For academic and educational use only—not financial advice nor trading advice. This repository demonstrates a well-documented phenomenon: backtest overfitting. Models that achieved strong in-sample performance (Dataset A) showed degraded out-of-sample results (Dataset B), consistent with findings that backtested metrics offer limited predictive value for live performance. Do not use these models for real trading decisions.

Note on Results

These results are based on local validation sets provided during the competition phase and do not represent final official leaderboard standings.

A comprehensive collection of 25 structural break detection methods for univariate time series, developed for the ADIA Lab Structural Break Challenge hosted by CrunchDAO. Evaluated on two independent datasets to measure generalization.

Best Robust Score

0.715 achieved by xgb_tuned_regularization
Most Stable

99.7% stability by xgb_selective_spectral
Top Performer

xgb_tuned_regularization — best in local validation
Fastest Stable

xgb_core_7features — 40s, 98% stable

Key Finding: Single-Dataset Benchmarks Are Misleading¶

Overfitting Alert

Models that ranked #1 and #2 on Dataset A dropped to #6 and #10 on Dataset B.

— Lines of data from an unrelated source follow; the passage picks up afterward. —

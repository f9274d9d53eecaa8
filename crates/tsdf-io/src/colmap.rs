//! COLMAP text model parsing.
//!
//! `cameras.txt` lines: `CAMERA_ID MODEL WIDTH HEIGHT PARAMS...`
//!
//! `images.txt` stores two lines per image:
//! `IMAGE_ID QW QX QY QZ TX TY TZ CAMERA_ID NAME` followed by the (possibly
//! empty) list of 2D observations. Lines starting with `#` are comments.
//!
//! COLMAP poses map world points into the camera frame, which is the
//! convention [`tsdf_fusion::TsdfVolume::integrate`] expects.

use std::collections::BTreeMap;
use std::path::Path;

use anyhow::{bail, ensure, Context, Result};
use log::warn;
use tsdf_core::{pose_from_quaternion, Iso3, PinholeIntrinsics, PoseConvention, Real, Vec3};

/// Relative tolerance when collapsing `fx`/`fy` into one focal length.
const SQUARE_PIXEL_TOL: Real = 1e-6;

/// Load the single camera of a COLMAP `cameras.txt`.
pub fn load_intrinsics(path: &Path) -> Result<PinholeIntrinsics> {
    let text = std::fs::read_to_string(path)
        .with_context(|| format!("failed to read cameras from {}", path.display()))?;
    parse_cameras(&text).with_context(|| format!("invalid cameras file {}", path.display()))
}

/// Load per-frame world-to-camera poses keyed by COLMAP `IMAGE_ID`.
///
/// `convention` describes how the file stores poses; COLMAP itself writes
/// [`PoseConvention::WorldToCamera`]. Returned poses are always
/// world-to-camera.
pub fn load_poses(path: &Path, convention: PoseConvention) -> Result<BTreeMap<usize, Iso3>> {
    let text = std::fs::read_to_string(path)
        .with_context(|| format!("failed to read poses from {}", path.display()))?;
    let poses =
        parse_images(&text).with_context(|| format!("invalid images file {}", path.display()))?;
    Ok(poses
        .into_iter()
        .map(|(id, pose)| (id, convention.to_world_to_camera(pose)))
        .collect())
}

/// Parse `cameras.txt` contents into pinhole intrinsics.
///
/// Distortion parameters are ignored. Only the first camera is used.
pub fn parse_cameras(text: &str) -> Result<PinholeIntrinsics> {
    let mut lines = data_lines(text).filter(|(_, l)| !l.trim().is_empty());
    let Some((line_no, line)) = lines.next() else {
        bail!("no camera entries found");
    };
    let extra = lines.count();
    if extra > 0 {
        warn!("{extra} additional camera(s) ignored; only the first camera is used");
    }

    let tokens: Vec<&str> = line.split_whitespace().collect();
    ensure!(
        tokens.len() >= 4,
        "line {line_no}: expected CAMERA_ID MODEL WIDTH HEIGHT PARAMS..., got {} fields",
        tokens.len()
    );
    let model = tokens[1];
    let width: usize = tokens[2]
        .parse()
        .with_context(|| format!("line {line_no}: invalid width {:?}", tokens[2]))?;
    let height: usize = tokens[3]
        .parse()
        .with_context(|| format!("line {line_no}: invalid height {:?}", tokens[3]))?;
    let params = parse_floats(&tokens[4..])
        .with_context(|| format!("line {line_no}: invalid camera parameters"))?;

    let (f, cx, cy, used) = match model {
        "SIMPLE_PINHOLE" | "SIMPLE_RADIAL" | "RADIAL" | "SIMPLE_RADIAL_FISHEYE"
        | "RADIAL_FISHEYE" => {
            ensure!(params.len() >= 3, "line {line_no}: {model} needs f cx cy");
            (params[0], params[1], params[2], 3)
        }
        "PINHOLE" | "OPENCV" | "FULL_OPENCV" | "OPENCV_FISHEYE" => {
            ensure!(params.len() >= 4, "line {line_no}: {model} needs fx fy cx cy");
            let (fx, fy) = (params[0], params[1]);
            ensure!(
                (fx - fy).abs() <= SQUARE_PIXEL_TOL * fx.abs().max(1.0),
                "line {line_no}: non-square pixels (fx={fx}, fy={fy}) are not supported"
            );
            (fx, params[2], params[3], 4)
        }
        other => bail!("line {line_no}: unsupported camera model {other}"),
    };
    if params[used..].iter().any(|p| *p != 0.0) {
        warn!("camera model {model}: distortion parameters {:?} ignored", &params[used..]);
    }

    let intrinsics = PinholeIntrinsics::new(f, cx, cy).with_image_size(width, height);
    intrinsics.validate()?;
    Ok(intrinsics)
}

/// Parse `images.txt` contents into poses keyed by `IMAGE_ID`.
///
/// Poses are returned exactly as stored (world-to-camera for COLMAP).
pub fn parse_images(text: &str) -> Result<BTreeMap<usize, Iso3>> {
    let lines: Vec<(usize, &str)> = data_lines(text).collect();
    let mut poses = BTreeMap::new();

    // Every image occupies two lines; the second one may be empty.
    for chunk in lines.chunks(2) {
        let (line_no, line) = chunk[0];
        if line.trim().is_empty() {
            continue;
        }
        let tokens: Vec<&str> = line.split_whitespace().collect();
        ensure!(
            tokens.len() >= 9,
            "line {line_no}: expected IMAGE_ID QW QX QY QZ TX TY TZ CAMERA_ID NAME, got {} fields",
            tokens.len()
        );
        let id: usize = tokens[0]
            .parse()
            .with_context(|| format!("line {line_no}: invalid image id {:?}", tokens[0]))?;
        let v = parse_floats(&tokens[1..8]).with_context(|| format!("line {line_no}"))?;
        let pose = pose_from_quaternion(v[0], v[1], v[2], v[3], Vec3::new(v[4], v[5], v[6]))
            .with_context(|| format!("line {line_no}: image {id}"))?;
        ensure!(
            poses.insert(id, pose).is_none(),
            "line {line_no}: duplicate image id {id}"
        );
    }

    ensure!(!poses.is_empty(), "no image entries found");
    Ok(poses)
}

/// Render `intrinsics` as a single-camera `SIMPLE_PINHOLE` model.
pub fn format_cameras(intrinsics: &PinholeIntrinsics) -> Result<String> {
    let size = intrinsics
        .image_size
        .context("camera model needs an image size")?;
    Ok(format!(
        "# Camera list with one line of data per camera:\n\
         #   CAMERA_ID, MODEL, WIDTH, HEIGHT, PARAMS[]\n\
         1 SIMPLE_PINHOLE {} {} {} {} {}\n",
        size.width, size.height, intrinsics.f, intrinsics.cx, intrinsics.cy
    ))
}

/// Render world-to-camera poses as `images.txt` with empty point lists.
pub fn format_images(poses: &BTreeMap<usize, Iso3>) -> String {
    let mut out = String::from(
        "# Image list with two lines of data per image:\n\
         #   IMAGE_ID, QW, QX, QY, QZ, TX, TY, TZ, CAMERA_ID, NAME\n\
         #   POINTS2D[] as (X, Y, POINT3D_ID)\n",
    );
    for (id, pose) in poses {
        let q = pose.rotation.quaternion();
        let t = pose.translation.vector;
        out.push_str(&format!(
            "{id} {} {} {} {} {} {} {} 1 img_{id:05}.png\n\n",
            q.w, q.i, q.j, q.k, t.x, t.y, t.z
        ));
    }
    out
}

/// Non-comment lines with their 1-based line numbers.
fn data_lines(text: &str) -> impl Iterator<Item = (usize, &str)> {
    text.lines()
        .enumerate()
        .map(|(idx, line)| (idx + 1, line))
        .filter(|(_, line)| !line.trim_start().starts_with('#'))
}

fn parse_floats(tokens: &[&str]) -> Result<Vec<Real>> {
    tokens
        .iter()
        .map(|t| {
            t.parse::<Real>()
                .with_context(|| format!("invalid number {t:?}"))
        })
        .collect()
}

#[cfg(test)]
mod tests {
    use super::*;
    use tsdf_core::Pt3;

    const CAMERAS: &str = "\
# Camera list with one line of data per camera:
#   CAMERA_ID, MODEL, WIDTH, HEIGHT, PARAMS[]
# Number of cameras: 1
1 SIMPLE_RADIAL 640 480 525.5 320 240 0.012
";

    const IMAGES: &str = "\
# Image list with two lines of data per image:
#   IMAGE_ID, QW, QX, QY, QZ, TX, TY, TZ, CAMERA_ID, NAME
#   POINTS2D[] as (X, Y, POINT3D_ID)
# Number of images: 3, mean observations per image: 1
1 1 0 0 0 0 0 1 1 img_00001.png
100.5 200.5 -1
2 0.7071067811865476 0 0.7071067811865476 0 0.1 0 2 1 img_00002.png

3 1 0 0 0 0 0 3 1 img_00003.png
";

    #[test]
    fn parses_simple_radial_camera() {
        let k = parse_cameras(CAMERAS).unwrap();
        assert_eq!(k.f, 525.5);
        assert_eq!((k.cx, k.cy), (320.0, 240.0));
        let size = k.image_size.unwrap();
        assert_eq!((size.width, size.height), (640, 480));
    }

    #[test]
    fn parses_pinhole_with_square_pixels() {
        let k = parse_cameras("1 PINHOLE 64 48 50 50 31.5 23.5\n").unwrap();
        assert_eq!(k.f, 50.0);
        assert_eq!(k.cy, 23.5);
        assert!(parse_cameras("1 PINHOLE 64 48 50 51 31.5 23.5\n").is_err());
    }

    #[test]
    fn rejects_bad_camera_files() {
        assert!(parse_cameras("# only comments\n").is_err());
        assert!(parse_cameras("1 EQUIRECTANGULAR 64 48 1 2 3\n").is_err());
        assert!(parse_cameras("1 SIMPLE_PINHOLE 64 48 50 31.5\n").is_err());
        assert!(parse_cameras("1 SIMPLE_PINHOLE 64 48 -5 31.5 23.5\n").is_err());
    }

    #[test]
    fn parses_images_with_empty_point_lines() {
        let poses = parse_images(IMAGES).unwrap();
        assert_eq!(poses.keys().copied().collect::<Vec<_>>(), vec![1, 2, 3]);

        let p = poses[&1].transform_point(&Pt3::origin());
        assert!((p - Pt3::new(0.0, 0.0, 1.0)).norm() < 1e-12);

        // 90 degrees about +y maps +x to -z, then translate
        let p = poses[&2].transform_point(&Pt3::new(1.0, 0.0, 0.0));
        assert!((p - Pt3::new(0.1, 0.0, 1.0)).norm() < 1e-9, "{p:?}");

        let p = poses[&3].transform_point(&Pt3::origin());
        assert!((p.z - 3.0).abs() < 1e-12);
    }

    #[test]
    fn formatted_models_parse_back() {
        let k = PinholeIntrinsics::new(50.0, 31.5, 23.5).with_image_size(64, 48);
        assert_eq!(parse_cameras(&format_cameras(&k).unwrap()).unwrap(), k);
        assert!(format_cameras(&PinholeIntrinsics::new(50.0, 31.5, 23.5)).is_err());

        let poses = parse_images(IMAGES).unwrap();
        let back = parse_images(&format_images(&poses)).unwrap();
        for (id, pose) in &poses {
            let p = Pt3::new(0.3, -0.2, 1.1);
            let diff = pose.transform_point(&p) - back[id].transform_point(&p);
            assert!(diff.norm() < 1e-12);
        }
    }

    #[test]
    fn rejects_duplicate_and_malformed_images() {
        let dup = "1 1 0 0 0 0 0 1 1 a.png\n\n1 1 0 0 0 0 0 2 1 b.png\n\n";
        assert!(parse_images(dup).is_err());
        assert!(parse_images("1 1 0 0 0 0 0 1\n\n").is_err());
        assert!(parse_images("1 1 0 0 x 0 0 1 1 a.png\n\n").is_err());
        assert!(parse_images("1 0 0 0 0 0 0 1 1 a.png\n\n").is_err());
        assert!(parse_images("# nothing\n").is_err());
    }
}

gradient_boost_comprehensive: 0.7930 → 0.6533 (-17.6%)
meta_stacking_7models: 0.7662 → 0.6422 (-16.2%)

Always validate on multiple datasets.

Cross-Dataset Metrics¶

We use Stability Score and Robust Score to measure generalization:

Stability = 1 - |AUC_A - AUC_B| / max(AUC_A, AUC_B)
Robust Score = Min(AUC_A, AUC_B) × Stability

Top 5 by Robust Score¶

Rank	Model	Dataset A	Dataset B	Stability	Robust Score
1	`xgb_tuned_regularization`	0.7423	0.7705	96.3%	0.715
2	`weighted_dynamic_ensemble`	0.6742	0.6849	98.4%	0.664
3	`quad_model_ensemble`	0.6756	0.6622	98.0%	0.649
4	`mlp_ensemble_deep_features`	0.7122	0.6787	95.3%	0.647
5	`xgb_selective_spectral`	0.6451	0.6471	99.7%	0.643

View Full Results

Why xgb_tuned_regularization is Top Performer¶

xgb_tuned_regularization is the top performer when considering cross-dataset performance in local validation:

Metric	xgb_tuned	gradient_boost (former #1)	meta_stacking (former #2)
Dataset A	0.7423	0.7930	0.7662
Dataset B	0.7705	0.6533	0.6422
Stability	96.3%	82.4%	83.8%
Robust Score	0.715	0.538	0.538

Why It's Top Performer

Best Robust Score — Highest combined performance and stability in local validation
Consistent on Dataset B — 0.7423 (A) → 0.7705 (B)
Strong regularization — L1/L2 prevents overfitting
Fast training — 60-185s vs hours for complex ensembles

Key Insights¶

What Works Best

Regularization is Critical: Models with aggressive L1/L2 regularization generalize better.
Simpler Models Generalize Better: xgb_core_7features (7 features) has 98% stability vs meta_stacking_7models (339 features) at 83.8%.
Statistical Features Work: KS statistic, Cohen's d, t-test as features achieved higher robust scores than complex architectures.

What Doesn't Work

Complex ensembles overfit: 7-model stacking dropped from #2 to #10.
Deep learning fails on univariate data: Transformer and LSTM remain near-random on BOTH datasets.
Pure statistical tests are unstable: hypothesis_testing_pure has only 76.3% stability.

Quick Start¶

# Install dependencies
pip install -r requirements.txt

# Train the top performer
cd xgb_tuned_regularization
python main.py --mode train --data-dir /path/to/data --model-path ./model.joblib

# Run inference
python main.py --mode infer --data-dir /path/to/data --model-path ./model.joblib

Top Performers by Category¶

Category	Model	Notes
Best Robust Score	xgb_tuned_regularization	0.715 robust, 96.3% stable
Fastest Training	xgb_core_7features	7 features, 40s training, 98% stable
Highest Stability	xgb_selective_spectral	99.7% stability
No ML Required	segment_statistics_only	Statistical only, 95.4% stable

Model Categories¶

Tree-BasedNeural NetworksEnsemble MethodsReinforcement LearningStatistical

XGBoost variants (8 models)
Gradient Boosting ensembles
Random Forest combinations

MLP ensembles
Wavelet LSTM
Hierarchical Transformer

Meta Stacking (7 models)
Quad Model Ensemble
Voting ensembles

Q-Learning variants
DQN Model Selector
Hybrid RL-Bayesian

Hypothesis Testing
Bayesian BOCPD
Pure statistical baselines

License¶

This project is licensed under the MIT License.